I ask: What motivates a person who is afraid of heights to keep pushing themselves to continually confront that fear when they don’t have to? Lee explains that it’s a matter of indulging in the sensation of meeting your limits—something he feels one has to seek out consciously, and that has helped to bring his mind and body in alignment.

Says Lee, “In those moments I was finally able to understand what it’s like to think with my body. Because there are times when your mind does not know what to do but your body does. That is a magical feeling.”

In the past, Lee’s self-extractivist approach to living wasn’t sustainable. He feels this approach is symptomatic of an epidemic of colonial capitalist living, in which we are out of sync with nature, out of sync with ourselves because the systems of our society demand so much from us. As the connection between his mind and body deepens through sport, Lee now strives to respect the rhythms of his own body. 
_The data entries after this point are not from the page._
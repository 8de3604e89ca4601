//! Explanation synthesis
//!
//! Pure string templating over the score, tier, and matched pattern
//! descriptions. No model calls; deterministic for a given input.

use scamcheck_core::RiskLevel;

/// Fixed explanation used when no indicators were found at all
pub const NO_INDICATORS_EXPLANATION: &str = "No scam indicators were detected in this message. \
     It appears legitimate, but always stay cautious with unexpected messages asking you to act.";

/// Build the human-readable explanation for a verdict.
///
/// `patterns` holds the matched category descriptions in detection order,
/// without the no-patterns sentinel.
pub fn synthesize(score: u8, level: RiskLevel, patterns: &[String]) -> String {
    if score == 0 {
        return NO_INDICATORS_EXPLANATION.to_string();
    }

    match level {
        RiskLevel::Low => {
            if patterns.is_empty() {
                "This message shows only minimal risk indicators. Still, verify the sender's \
                 identity before taking any action."
                    .to_string()
            } else {
                "This message shows only minimal risk indicators, and the detected patterns can \
                 also appear in legitimate messages. Still, verify the sender's identity before \
                 taking any action."
                    .to_string()
            }
        }
        RiskLevel::Medium => {
            let headline = patterns
                .first()
                .map(|p| p.to_lowercase())
                .unwrap_or_else(|| "several warning signs".to_string());
            format!(
                "This message shows warning signs of a scam, most notably {headline}. Be careful \
                 and verify any claims through official channels before responding."
            )
        }
        RiskLevel::High => {
            let concerns = if patterns.len() >= 2 {
                format!(
                    "{} and {}",
                    patterns[0].to_lowercase(),
                    patterns[1].to_lowercase()
                )
            } else if let Some(first) = patterns.first() {
                first.to_lowercase()
            } else {
                "multiple scam indicators".to_string()
            };
            format!(
                "⚠️ This message is very likely a scam, showing {concerns}. Do not click any \
                 links, do not send money or share personal information, and contact the \
                 organization directly through official channels if in doubt."
            )
        }
    }
}
//! Analysis verdict types
//!
//! A verdict is constructed fresh per analyzed message by either the
//! heuristic scorer or the remote classifier, never mutated afterwards,
//! and never persisted.

use serde::{Deserialize, Serialize};

/// Upper bound on reported suspicious phrases per verdict
pub const MAX_SUSPICIOUS_PHRASES: usize = 8;

/// Pattern list entry used when no indicators were found
pub const NO_PATTERNS_SENTINEL: &str = "No scam patterns detected";

/// Coarse risk bucket derived from the numeric score
#[derive(Debug, Clone, Copy, PartialEq, Eq, Serialize, Deserialize)]
#[serde(rename_all = "lowercase")]
pub enum RiskLevel {
    Low,
    Medium,
    High,
}

impl RiskLevel {
    /// Derive the tier from a 0-100 risk score via the fixed thresholds
    pub fn from_score(score: u8) -> Self {
        match score {
            0..=30 => Self::Low,
            31..=70 => Self::Medium,
            _ => Self::High,
        }
    }

    /// Get the lowercase wire label for this tier
    pub fn as_str(&self) -> &'static str {
        match self {
            Self::Low => "low",
            Self::Medium => "medium",
            Self::High => "high",
        }
    }
}

/// Structured verdict for a single analyzed message
///
/// Serializes to the wire shape consumed by the web form:
/// `{riskScore, riskLevel, explanation, patterns, suspiciousPhrases}`.
#[derive(Debug, Clone, PartialEq, Serialize, Deserialize)]
#[serde(rename_all = "camelCase")]
pub struct AnalysisVerdict {
    /// Risk score in [0, 100], higher is more suspicious
    pub risk_score: u8,

    /// Risk tier bucket
    pub risk_level: RiskLevel,

    /// Human-readable summary of the verdict
    pub explanation: String,

    /// Descriptions of matched indicator categories, in detection order,
    /// or the single sentinel entry when nothing matched
    pub patterns: Vec<String>,

    /// Literal phrases from the input that triggered matches,
    /// first-seen order, deduplicated, capped
    pub suspicious_phrases: Vec<String>,
}

impl AnalysisVerdict {
    /// Deduplicate phrases preserving first-seen order and cap the list
    /// at [`MAX_SUSPICIOUS_PHRASES`]
    pub fn dedup_phrases(phrases: Vec<String>) -> Vec<String> {
        let mut seen = Vec::with_capacity(MAX_SUSPICIOUS_PHRASES);
        for phrase in phrases {
            if seen.len() == MAX_SUSPICIOUS_PHRASES {
                break;
            }
            if !seen.contains(&phrase) {
                seen.push(phrase);
            }
        }
        seen
    }

    /// Replace an empty pattern list with the sentinel entry
    pub fn patterns_or_sentinel(patterns: Vec<String>) -> Vec<String> {
        if patterns.is_empty() {
            vec![NO_PATTERNS_SENTINEL.to_string()]
        } else {
            patterns
        }
    }
}
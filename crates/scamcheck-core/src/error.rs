//! Error types for ScamCheck

/// Result type alias using ScamCheck's Error type
pub type Result<T> = std::result::Result<T, Error>;

/// Core error type for ScamCheck operations
#[derive(Debug, thiserror::Error)]
pub enum Error {
    /// Configuration errors
    #[error("configuration error: {0}")]
    Config(String),

    /// Classifier construction/execution errors
    #[error("classifier error: {0}")]
    Classifier(String),

    /// Network/service errors calling the remote classifier
    #[error("remote call failed: {0}")]
    RemoteCall(String),

    /// Remote classifier response could not be parsed
    #[error("invalid response format: {0}")]
    InvalidResponseFormat(String),

    /// Remote classifier response parsed but lacks required fields
    #[error("invalid response schema: {0}")]
    InvalidResponseSchema(String),

    /// Remote call exceeded its deadline
    #[error("operation timed out")]
    Timeout,

    /// Network/IO errors
    #[error("io error: {0}")]
    Io(#[from] std::io::Error),

    /// Serialization errors
    #[error("serialization error: {0}")]
    Serialization(#[from] serde_json::Error),
}

impl Error {
    /// Create a new configuration error
    pub fn config(msg: impl Into<String>) -> Self {
        Self::Config(msg.into())
    }

    /// Create a new classifier error
    pub fn classifier(msg: impl Into<String>) -> Self {
        Self::Classifier(msg.into())
    }

    /// Create a new remote call error
    pub fn remote_call(msg: impl Into<String>) -> Self {
        Self::RemoteCall(msg.into())
    }

    /// Create a new invalid response format error
    pub fn invalid_response_format(msg: impl Into<String>) -> Self {
        Self::InvalidResponseFormat(msg.into())
    }

    /// Create a new invalid response schema error
    pub fn invalid_response_schema(msg: impl Into<String>) -> Self {
        Self::InvalidResponseSchema(msg.into())
    }
}
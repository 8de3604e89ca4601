//! Application state shared across all requests

use crate::config::ServerConfig;
use crate::rate_limit::RateLimiter;
use anyhow::Result;
use metrics_exporter_prometheus::PrometheusHandle;
use scamcheck_classifiers::MessageAnalyzer;
use std::sync::Arc;
use std::time::Duration;

/// Application state shared across all requests
#[derive(Clone)]
pub struct AppState {
    /// Loaded configuration
    pub config: Arc<ServerConfig>,

    /// Analysis orchestrator (remote-first when a credential is configured)
    pub analyzer: Arc<MessageAnalyzer>,

    /// Per-caller request limiter
    pub rate_limiter: Arc<RateLimiter>,

    /// Prometheus metrics handle for rendering
    pub metrics_handle: PrometheusHandle,
}

impl AppState {
    /// Initialize application state from configuration and the process
    /// environment
    pub fn new(config: ServerConfig, metrics_handle: PrometheusHandle) -> Result<Self> {
        let analyzer = MessageAnalyzer::from_env()?;
        Self::with_analyzer(config, metrics_handle, analyzer)
    }

    /// Initialize application state with an explicit analyzer
    pub fn with_analyzer(
        config: ServerConfig,
        metrics_handle: PrometheusHandle,
        analyzer: MessageAnalyzer,
    ) -> Result<Self> {
        let rate_limiter = RateLimiter::new(
            config.rate_limit.max_requests,
            Duration::from_secs(config.rate_limit.window_secs),
        );

        Ok(Self {
            config: Arc::new(config),
            analyzer: Arc::new(analyzer),
            rate_limiter: Arc::new(rate_limiter),
            metrics_handle,
        })
    }
}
“I wanna proclaim this idea that, for me, identity is much more about how I relate to all these different spaces, people, and communities. The me embedded in my parents, in my tradition and cultures, the me embedded in my friends. I think that I’ve ended up in spaces—whether it’s church, Colourful Climbers, ClimbingQTs, or Mat Masters Academy—that hold space for people’s love for something other than themselves. And that is a really powerful and attractive thing.”

The attraction of these spaces, Lee explains, is their alternate values, ones that are not founded on exploitation and extraction, but rather on mutual giving and community.
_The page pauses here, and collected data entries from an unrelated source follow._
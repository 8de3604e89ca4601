//! Analysis orchestration
//!
//! Entry point for callers: one message in, one verdict out. When a remote
//! classifier is configured it gets exactly one attempt per request, with
//! silent fallback to the local heuristic path on any failure. The
//! orchestrator never surfaces an error to its caller.

use crate::explanation;
use crate::heuristic::HeuristicScorer;
use crate::remote::{GeminiClassifier, RemoteClassifier, RemoteConfig};
use scamcheck_core::{AnalysisVerdict, Result, RiskLevel};
use std::sync::Arc;
use tracing::{debug, warn};

/// Orchestrates verdict production for a single message
pub struct MessageAnalyzer {
    scorer: HeuristicScorer,
    remote: Option<Arc<dyn RemoteClassifier>>,
}

impl MessageAnalyzer {
    /// Create a heuristic-only analyzer
    pub fn new() -> Result<Self> {
        Ok(Self {
            scorer: HeuristicScorer::new()?,
            remote: None,
        })
    }

    /// Create an analyzer that tries the given remote classifier first
    pub fn with_remote(remote: Arc<dyn RemoteClassifier>) -> Result<Self> {
        Ok(Self {
            scorer: HeuristicScorer::new()?,
            remote: Some(remote),
        })
    }

    /// Create an analyzer from the process environment: remote-first when
    /// a credential is configured, heuristic-only otherwise
    pub fn from_env() -> Result<Self> {
        match RemoteConfig::from_env() {
            Some(config) => {
                debug!(model = %config.model, "remote classifier configured");
                Self::with_remote(Arc::new(GeminiClassifier::new(config)?))
            }
            None => {
                debug!("no remote credential configured, running heuristic-only");
                Self::new()
            }
        }
    }

    /// Whether a remote classifier is configured
    pub fn has_remote(&self) -> bool {
        self.remote.is_some()
    }

    /// Analyze a message and produce a verdict.
    ///
    /// Infallible: any remote failure degrades to the heuristic path. The
    /// caller guarantees the message is non-empty and within the accepted
    /// length bound.
    pub async fn analyze(&self, message: &str) -> AnalysisVerdict {
        if let Some(remote) = &self.remote {
            match remote.classify(message).await {
                Ok(verdict) => {
                    debug!(
                        classifier = remote.name(),
                        score = verdict.risk_score,
                        "remote verdict accepted"
                    );
                    return verdict;
                }
                Err(err) => {
                    warn!(
                        classifier = remote.name(),
                        error = %err,
                        "remote classification failed, falling back to heuristics"
                    );
                }
            }
        }

        self.heuristic_verdict(message)
    }

    /// Run the local heuristic path only
    pub fn heuristic_verdict(&self, message: &str) -> AnalysisVerdict {
        let breakdown = self.scorer.score(message);
        let risk_level = RiskLevel::from_score(breakdown.score);
        let explanation = explanation::synthesize(breakdown.score, risk_level, &breakdown.patterns);

        AnalysisVerdict {
            risk_score: breakdown.score,
            risk_level,
            explanation,
            patterns: AnalysisVerdict::patterns_or_sentinel(breakdown.patterns),
            suspicious_phrases: breakdown.suspicious_phrases,
        }
    }
}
I could talk to Lee for an age, but standing just off from the Burnley Bouldering Wall I can’t help but feel like a third wheel. It’s time to leave him to climb.

I ask before I make the trek back up to Barkly Gardens why Lee strove so hard for these nourishing, playful, and explorative spaces for himself. He answers: “For me, when I think about what climbing has brought to my life, that sense of reconnection to people, to self and the body, reconnection to land and spaces, like that is life-giving. That is rejuvenating, that is affirming. That reconnection is where we can derive meaning.”